If you look closely in our little town, you can find a few trees with lingering bright shades of yellow and red.  Their vibrancy refuses to believe December is here in full force.  As I stare hard at the leaves, I can't help but almost be deceived that they probably only have weeks of life left before they fall to the ground in a swirl of decayed brittleness.

It all points me back to a year ago, with Herb's stage four cancer diagnosis that was trying to latch onto fall only to dive headlong into a harsh winter.  I know it is stating the obvious, but the last month was the hardest, both physically and emotionally.  What still grips me to this day is that his soul was full of vibrant shades of color even though his body had turned a pasty white. He was alive on the inside and that's why it was so hard to watch his body fall to the ground, threatening decay. He was still our beloved and wise father, Papa, friend, husband, and teacher.  We just couldn't get that healing to come on earth as we had hoped.

To state that I miss him is also rather obvious.  Words elude me at just how much he meant to me, and probably to you, too.  I knew there would be a huge hole left.  I guess I had hoped the hole would have been stitched up by now.  It hasn't been.  It's our new normal. Sometimes, you can be whole and still have holes.  The only thing I can offer is that I am truly content with God being God.  If Herb's cancer diagnosis and death is what brings the Good Father the most glory, then my heart is resting in that.  If there is anything I have learned over the years, it is that I don't have to understand God in order to praise Him. And oh, how He must be so delighted in that purest and most raw form of surrender-worship.

I see you in your cancer-walk.  I see you, who just got diagnosed and is doing everything in your power to just catch your breath.  The shock is about to knock you over sideways. If I can tell you anything, it's that God is going to walk every step of this with you.

I see you, the one who is bravely smack dab in the middle of this cancer journey.  You had no idea God would ever take you down this path, but you've surrendered yourself and asked God to glorify Himself.  The treatment plans may or may not be working.  Things may either be hopeful or bleak.  But, I see the smile etched on your face as Christmas approaches. Wrap your loved ones up, and cherish each word, each dimple, each laugh.

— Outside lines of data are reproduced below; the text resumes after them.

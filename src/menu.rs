/// Keyboard-navigable selection menu

use crate::error::{KitError, Result};
use crate::terminal::{HighlightColor, KeyPress, Terminal};
use tracing::debug;

#[derive(Debug, Clone)]
pub struct Menu {
    options: Vec<String>,
    highlight: HighlightColor,
    banner: Option<String>,
}

impl Menu {
    /// Build a menu. At least one option is required.
    pub fn new<S: Into<String>>(
        options: impl IntoIterator<Item = S>,
        highlight: HighlightColor,
    ) -> Result<Self> {
        let options: Vec<String> = options.into_iter().map(Into::into).collect();

        if options.is_empty() {
            return Err(KitError::invalid_config("a menu needs at least one option"));
        }

        Ok(Menu {
            options,
            highlight,
            banner: None,
        })
    }

    /// Text shown above the options, followed by a blank line
    pub fn with_banner(mut self, banner: impl Into<String>) -> Self {
        self.banner = Some(banner.into());
        self
    }

    /// Show the menu and block until an option is committed with Enter.
    ///
    /// `initial` is the option highlighted on the first draw. The screen is
    /// cleared after every key press, including the committing one.
    pub fn await_input<T: Terminal>(&self, term: &mut T, initial: usize) -> Result<usize> {
        if initial >= self.options.len() {
            return Err(KitError::invalid_config(format!(
                "initial index {} is outside a menu of {} options",
                initial,
                self.options.len()
            )));
        }

        let mut selected = initial;

        loop {
            self.draw(term, selected)?;

            let key = term.read_key()?;
            term.clear_screen()?;

            match next_index(selected, self.options.len(), key) {
                Some(index) => {
                    debug!(?key, from = selected, to = index, "menu navigation");
                    selected = index;
                }
                None => {
                    debug!(selected, "menu selection committed");
                    return Ok(selected);
                }
            }
        }
    }

    fn draw<T: Terminal>(&self, term: &mut T, selected: usize) -> Result<()> {
        if let Some(banner) = &self.banner {
            term.write_line(banner)?;
            term.write_line("")?;
        }

        for (i, option) in self.options.iter().enumerate() {
            if i == selected {
                term.set_foreground_color(self.highlight)?;
            }

            term.write_line(&format!("{}.\t{}", i + 1, option))?;
            term.reset_color()?;
        }

        Ok(())
    }
}

/// Index highlighted after `key` is pressed on a menu of `len` options.
///
/// Up and Down wrap around; `None` means the current index was committed.
pub fn next_index(current: usize, len: usize, key: KeyPress) -> Option<usize> {
    let last = len.saturating_sub(1);

    match key {
        KeyPress::Up => Some(if current == 0 { last } else { current - 1 }),
        KeyPress::Down => Some(if current >= last { 0 } else { current + 1 }),
        KeyPress::Confirm => None,
        KeyPress::Other => Some(current),
    }
}

#[cfg(test)]
mod tests {
    use super::*;
    use crate::terminal::{MemoryTerminal, TerminalEvent};

    fn abc_menu() -> Menu {
        Menu::new(["A", "B", "C"], HighlightColor::Red).unwrap()
    }

    #[test]
    fn test_empty_menu_is_rejected() {
        let result = Menu::new(Vec::<String>::new(), HighlightColor::Red);
        assert!(matches!(result, Err(KitError::InvalidConfiguration(_))));
    }

    #[test]
    fn test_up_and_down_cycle_back_to_start() {
        for len in 2..7 {
            for start in 0..len {
                let mut up = start;
                let mut down = start;
                for _ in 0..len {
                    up = next_index(up, len, KeyPress::Up).unwrap();
                    down = next_index(down, len, KeyPress::Down).unwrap();
                }
                assert_eq!(up, start, "up cycle for len {}", len);
                assert_eq!(down, start, "down cycle for len {}", len);
            }
        }
    }

    #[test]
    fn test_navigation_wraps_at_edges() {
        assert_eq!(next_index(0, 3, KeyPress::Up), Some(2));
        assert_eq!(next_index(2, 3, KeyPress::Down), Some(0));
    }

    #[test]
    fn test_single_option_never_moves() {
        assert_eq!(next_index(0, 1, KeyPress::Up), Some(0));
        assert_eq!(next_index(0, 1, KeyPress::Down), Some(0));
    }

    #[test]
    fn test_other_keys_keep_index_and_confirm_commits() {
        assert_eq!(next_index(1, 3, KeyPress::Other), Some(1));
        assert_eq!(next_index(1, 3, KeyPress::Confirm), None);
    }

    #[test]
    fn test_down_down_enter_selects_third_option() {
        let mut term = MemoryTerminal::new().with_keys([
            KeyPress::Down,
            KeyPress::Down,
            KeyPress::Confirm,
        ]);

        assert_eq!(abc_menu().await_input(&mut term, 0).unwrap(), 2);
        assert_eq!(term.pending_keys(), 0);
        assert_eq!(term.clear_count(), 3);
        assert!(term.screen().is_empty());
    }

    #[test]
    fn test_confirm_returns_without_redraw() {
        let mut term = MemoryTerminal::new().with_keys([KeyPress::Confirm]);

        assert_eq!(abc_menu().await_input(&mut term, 1).unwrap(), 1);
        // one draw, then the clear that precedes returning
        assert_eq!(term.output(), "1.\tA\n2.\tB\n3.\tC\n");
        assert_eq!(term.events().last(), Some(&TerminalEvent::Clear));
    }

    #[test]
    fn test_highlight_wraps_only_the_selected_line() {
        let mut term = MemoryTerminal::new().with_keys([KeyPress::Confirm]);
        abc_menu().await_input(&mut term, 1).unwrap();

        let events = term.events();
        let color_at = events
            .iter()
            .position(|e| *e == TerminalEvent::Color(HighlightColor::Red))
            .unwrap();
        assert_eq!(events[color_at + 1], TerminalEvent::Text("2.\tB\n".to_string()));
        assert_eq!(events[color_at + 2], TerminalEvent::ResetColor);
        assert_eq!(
            events
                .iter()
                .filter(|e| matches!(e, TerminalEvent::Color(_)))
                .count(),
            1
        );
    }

    #[test]
    fn test_banner_is_printed_above_options() {
        let menu = abc_menu().with_banner("Pick one");
        let mut term = MemoryTerminal::new().with_keys([KeyPress::Other, KeyPress::Confirm]);

        assert_eq!(menu.await_input(&mut term, 0).unwrap(), 0);
        assert!(term.output().starts_with("Pick one\n\n1.\tA\n"));
        assert!(term.screen().is_empty());
    }

    #[test]
    fn test_initial_index_out_of_range_is_rejected() {
        let mut term = MemoryTerminal::new().with_keys([KeyPress::Confirm]);
        let result = abc_menu().await_input(&mut term, 3);

        assert!(matches!(result, Err(KitError::InvalidConfiguration(_))));
        assert_eq!(term.pending_keys(), 1);
    }

    #[test]
    fn test_exhausted_input_surfaces_io_error() {
        let mut term = MemoryTerminal::new().with_keys([KeyPress::Down]);
        assert!(matches!(abc_menu().await_input(&mut term, 0), Err(KitError::Io(_))));
    }
}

I see you, the one who has entered the last season.  You have lost over fifty pounds.  Nothing tastes good.  The doctor has bravely looked you in the eyes and said he simply doesn't know what else to do.  Your loved ones are huddled around, their eyes crying out for you to stay, but their words offering you the freedom to go home.  You need to know that you will be missed.  You are irreplaceable.  Holes will be made that may never quite stitch up.  But, if you are in Christ, then your approaching death is every bit for His Glory as your life.  Go rest on the Beloved.